▶ [PROVIDED DATA]:
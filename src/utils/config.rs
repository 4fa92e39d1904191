#![forbid(unsafe_code)]

use anyhow::{anyhow, Result};
use fs_mistrust::Mistrust;
use lazy_static::lazy_static;
use log::{error, info, LevelFilter};
use log4rs::append::console::ConsoleAppender;
use log4rs::config::{Appender, Config as LogConfig, Root};
use log4rs::encode::pattern::PatternEncoder;
use serde::Deserialize;
use std::os::unix::fs::PermissionsExt;
use std::{env, fs, path::Path};
use structopt::StructOpt;
use toml;

// Application utilities
use crate::utils::errors::Errors;
use crate::utils::greet_utils::get_absolute_path;

// ***************************************************************************
//                                Constants
// ***************************************************************************
// Directory and file locations.  Unless otherwise noted, all files and
// directories are relative to the root directory.
const ENV_GREET_ROOT_DIR   : &str = "GREET_ROOT_DIR";
const DEFAULT_ROOT_DIR     : &str = "~/.greet";
const CONFIG_DIR           : &str = "/config";
const LOGS_DIR             : &str = "/logs";
const LOG4RS_CONFIG_FILE   : &str = "/log4rs.yml";   // relative to config dir
const GREET_CONFIG_FILE    : &str = "/greet.toml";   // relative to config dir

// Networking.
const DEFAULT_HTTP_ADDR    : &str = "0.0.0.0";
const DEFAULT_HTTP_PORT    : u16  = 3000;

// Console logging pattern used when no log4rs.yml is installed.
const CONSOLE_LOG_PATTERN  : &str = "{d(%Y-%m-%d %H:%M:%S%.3f)} {h({l})} {t} - {m}{n}";

// ***************************************************************************
//                             Static Variables
// ***************************************************************************
// Assign the command line arguments BEFORE RUNTIME_CTX is initialized in main.
lazy_static! {
    pub static ref GREET_ARGS: GreetArgs = init_greet_args();
}

// Calculate the data directories BEFORE RUNTIME_CTX is initialized in main.
lazy_static! {
    pub static ref GREET_DIRS: GreetDirs = init_greet_dirs();
}

// ***************************************************************************
//                             Directory Structs
// ***************************************************************************
// ---------------------------------------------------------------------------
// GreetDirs:
// ---------------------------------------------------------------------------
#[derive(Debug, Deserialize)]
pub struct GreetDirs {
    pub root_dir: String,
    pub config_dir: String,
    pub logs_dir: String,
}

// ***************************************************************************
//                               Config Structs
// ***************************************************************************
// ---------------------------------------------------------------------------
// CommandLineArgs:
// ---------------------------------------------------------------------------
#[derive(Debug, StructOpt)]
#[structopt(name = "greet_args", about = "Command line arguments for the greeting server.")]
pub struct GreetArgs {
    /// Specify the server's root data directory.
    ///
    /// This directory contains the configuration and log files the server
    /// uses during execution.
    #[structopt(short, long)]
    pub root_dir: Option<String>,

    /// Create the data directories and then exit.
    ///
    /// The data directories will be rooted at a root directory calculated
    /// using the following priority order:
    ///
    ///   1. If set, the value of the GREET_ROOT_DIR environment variable,
    ///
    ///   2. Otherwise, if set, the value of the --root-dir command line argument,
    ///
    ///   3. Otherwise, ~/.greet
    ///
    #[structopt(short, long)]
    pub create_dirs_only: bool,
}

// ---------------------------------------------------------------------------
// Parms:
// ---------------------------------------------------------------------------
#[derive(Debug)]
pub struct Parms {
    pub config_file: String,
    pub config: Config,
}

// ---------------------------------------------------------------------------
// RuntimeCtx:
// ---------------------------------------------------------------------------
#[derive(Debug)]
pub struct RuntimeCtx {
    pub parms: Parms,
    pub greet_args: &'static GreetArgs,
    pub greet_dirs: &'static GreetDirs,
}

// ---------------------------------------------------------------------------
// Config:
// ---------------------------------------------------------------------------
#[derive(Debug, Deserialize)]
pub struct Config {
    pub title: String,
    pub http_addr: String,
    pub http_port: u16,
}

impl Config {
    pub fn new() -> Self {
        Config::default()
    }
}

impl Default for Config {
    fn default() -> Self {
        Self {
            title: "Greeting Server".to_string(),
            http_addr: DEFAULT_HTTP_ADDR.to_string(),
            http_port: DEFAULT_HTTP_PORT,
        }
    }
}

// ***************************************************************************
//                            Directory Functions
// ***************************************************************************
// ---------------------------------------------------------------------------
// init_greet_args:
// ---------------------------------------------------------------------------
/** Get the command line arguments. */
fn init_greet_args() -> GreetArgs {
    let args = GreetArgs::from_args();
    println!("{:?}", args);
    args
}

// ---------------------------------------------------------------------------
// init_greet_dirs:
// ---------------------------------------------------------------------------
/** Calculate the external data directories. */
fn init_greet_dirs() -> GreetDirs {
    // Initialize the mistrust object.
    let mistrust = get_mistrust();

    // Check that each path is absolute and is a directory with the
    // proper permission assigned if it exists.  If it doesn't exist,
    // create it.
    let root_dir = get_root_dir();
    check_greet_dir(&root_dir, "root directory", &mistrust);

    let config_dir = root_dir.clone() + CONFIG_DIR;
    check_greet_dir(&config_dir, "config directory", &mistrust);

    let logs_dir = root_dir.clone() + LOGS_DIR;
    check_greet_dir(&logs_dir, "logs directory", &mistrust);

    // Package up and return the directories.
    GreetDirs { root_dir, config_dir, logs_dir }
}

// ---------------------------------------------------------------------------
// check_greet_dir:
// ---------------------------------------------------------------------------
/** Check that the path is absolute and, if it exists, that is has the proper
 * permissions assigned.  If it doesn't exist, create it.  The mistrust package
 * creates directories with 0o700 permissions.
 *
 * Any failure results in a panic.
 */
fn check_greet_dir(dir: &String, msgname: &str, mistrust: &Mistrust) {
    // Get the path object.
    let path = Path::new(dir);
    if !path.is_absolute() {
        panic!("The server's {} path must be absolute: {}", msgname, dir);
    }
    if path.exists() {
        // Make sure the path represents a directory.
        if !path.is_dir() {
            panic!("The server's {} path must be a directory: {}", msgname, dir);
        }

        // Make sure the directory has rwx for owner only.
        let meta = path.metadata().unwrap_or_else(|_| panic!("Unable to read metadata for {}: {}", msgname, dir));
        let perm = meta.permissions().mode();
        if perm & 0o777 != 0o700 {
            panic!("The server's {} path must have 0o700 permissions: {}", msgname, dir);
        }
    } else {
        // Create the directory with the correct permissions.
        match mistrust.make_directory(path) {
            Ok(_) => (),
            Err(e) => {
                panic!("Make directory error for {:?}: {}", path, &e.to_string());
            }
        }
    }
}

// ---------------------------------------------------------------------------
// get_mistrust:
// ---------------------------------------------------------------------------
/** Configure a new mistrust object for initial directory processing. */
fn get_mistrust() -> Mistrust {
    // Configure our mistrust object.
    let mistrust = match Mistrust::builder()
        .ignore_prefix(get_absolute_path("~"))
        .trust_group(0)
        .build() {
            Ok(m) => m,
            Err(e) => {
                panic!("Mistrust configuration error: {}", &e.to_string());
            }
        };
    mistrust
}

// ---------------------------------------------------------------------------
// get_root_dir:
// ---------------------------------------------------------------------------
fn get_root_dir() -> String {
    // Order of precedence:
    //  1. Environment variable
    //  2. Command line --root-dir argument
    //  3. Default location
    //
    let root_dir = env::var(ENV_GREET_ROOT_DIR).unwrap_or_else(
        |_| {
            match GREET_ARGS.root_dir.clone() {
                Some(r) => r,
                None => DEFAULT_ROOT_DIR.to_string(),
            }
        });

    // Canonicalize the path.
    get_absolute_path(&root_dir)
}

// ***************************************************************************
//                               Log Functions
// ***************************************************************************
// ---------------------------------------------------------------------------
// init_log:
// ---------------------------------------------------------------------------
/** Initialize log4rs logging.  An installed log4rs.yml in the config
 * directory takes precedence; without one we fall back to console logging
 * so the server still runs in a fresh installation.
 */
pub fn init_log() {
    let logconfig = init_log_config();
    if Path::new(&logconfig).is_file() {
        match log4rs::init_file(logconfig.clone(), Default::default()) {
            Ok(_) => (),
            Err(e) => {
                println!("{}", e);
                let s = format!("{}", Errors::Log4rsInitialization(logconfig.clone()));
                panic!("{}", s);
            },
        }
        info!("Log4rs initialized using: {}", logconfig);
    } else {
        init_console_log();
        info!("Log4rs file {} not found, console logging initialized.", logconfig);
    }
}

// ---------------------------------------------------------------------------
// init_console_log:
// ---------------------------------------------------------------------------
/** Build a console-only log4rs configuration programmatically. */
fn init_console_log() {
    let stdout = ConsoleAppender::builder()
        .encoder(Box::new(PatternEncoder::new(CONSOLE_LOG_PATTERN)))
        .build();
    let logconfig = match LogConfig::builder()
        .appender(Appender::builder().build("stdout", Box::new(stdout)))
        .build(Root::builder().appender("stdout").build(LevelFilter::Info)) {
            Ok(c) => c,
            Err(e) => {
                panic!("Unable to assemble the console logging configuration: {}", e);
            },
        };
    match log4rs::init_config(logconfig) {
        Ok(_) => (),
        Err(e) => {
            panic!("Unable to initialize console logging: {}", e);
        },
    }
}

// ---------------------------------------------------------------------------
// init_log_config:
// ---------------------------------------------------------------------------
fn init_log_config() -> String {
    GREET_DIRS.config_dir.clone() + LOG4RS_CONFIG_FILE
}

/// ***************************************************************************
//                             Parms Functions
// ***************************************************************************
// ---------------------------------------------------------------------------
// get_parms:
// ---------------------------------------------------------------------------
/** Retrieve the application parameters from the configuration file in the
 * config data directory.  If the file cannot be read, compiled-in default
 * values are used.
 */
fn get_parms() -> Result<Parms> {
    // Get the config file path from its data directory.
    let config_file = GREET_DIRS.config_dir.clone() + GREET_CONFIG_FILE;

    // Read the configuration file.
    let config_file_abs = get_absolute_path(&config_file);
    info!("{}", Errors::ReadingConfigFile(config_file_abs.clone()));
    let contents = match fs::read_to_string(&config_file_abs) {
        Ok(c) => c,
        Err(_) => {
            println!("Unable to read configuration at {}. Using default values.", config_file);
            return Ok(Parms { config_file: Default::default(), config: Config::new() });
        }
    };

    // Parse the toml configuration.
    let config : Config = match toml::from_str(&contents) {
        Ok(c)  => c,
        Err(e) => {
            let msg = format!("{}\n   {}", Errors::TOMLParseError(config_file_abs), e);
            error!("{}", msg);
            return Result::Err(anyhow!(msg));
        }
    };

    Ok(Parms { config_file: config_file_abs, config })
}

// ***************************************************************************
//                             Config Functions
// ***************************************************************************
// ---------------------------------------------------------------------------
// init_runtime_context:
// ---------------------------------------------------------------------------
pub fn init_runtime_context() -> RuntimeCtx {
    // If this fails the application aborts.
    let parms = get_parms().expect("FAILED to read configuration file.");
    RuntimeCtx { parms, greet_args: &GREET_ARGS, greet_dirs: &GREET_DIRS }
}

// ***************************************************************************
//                                  Tests
// ***************************************************************************
#[cfg(test)]
mod tests {
    use crate::utils::config::Config;

    #[test]
    fn print_config() {
        println!("{:?}", Config::new());
    }

    #[test]
    fn default_listener_values() {
        let config = Config::new();
        assert_eq!(config.http_addr, "0.0.0.0");
        assert_eq!(config.http_port, 3000);
    }
}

▶ [TASK DESCRIPTION]:
The lines sought are those in the data above that include the string "ConsoleAppender"; copy each one.

▶ [SOLUTION FOR THIS PROBLEM]:
use log4rs::append::console::ConsoleAppender;
    let stdout = ConsoleAppender::builder()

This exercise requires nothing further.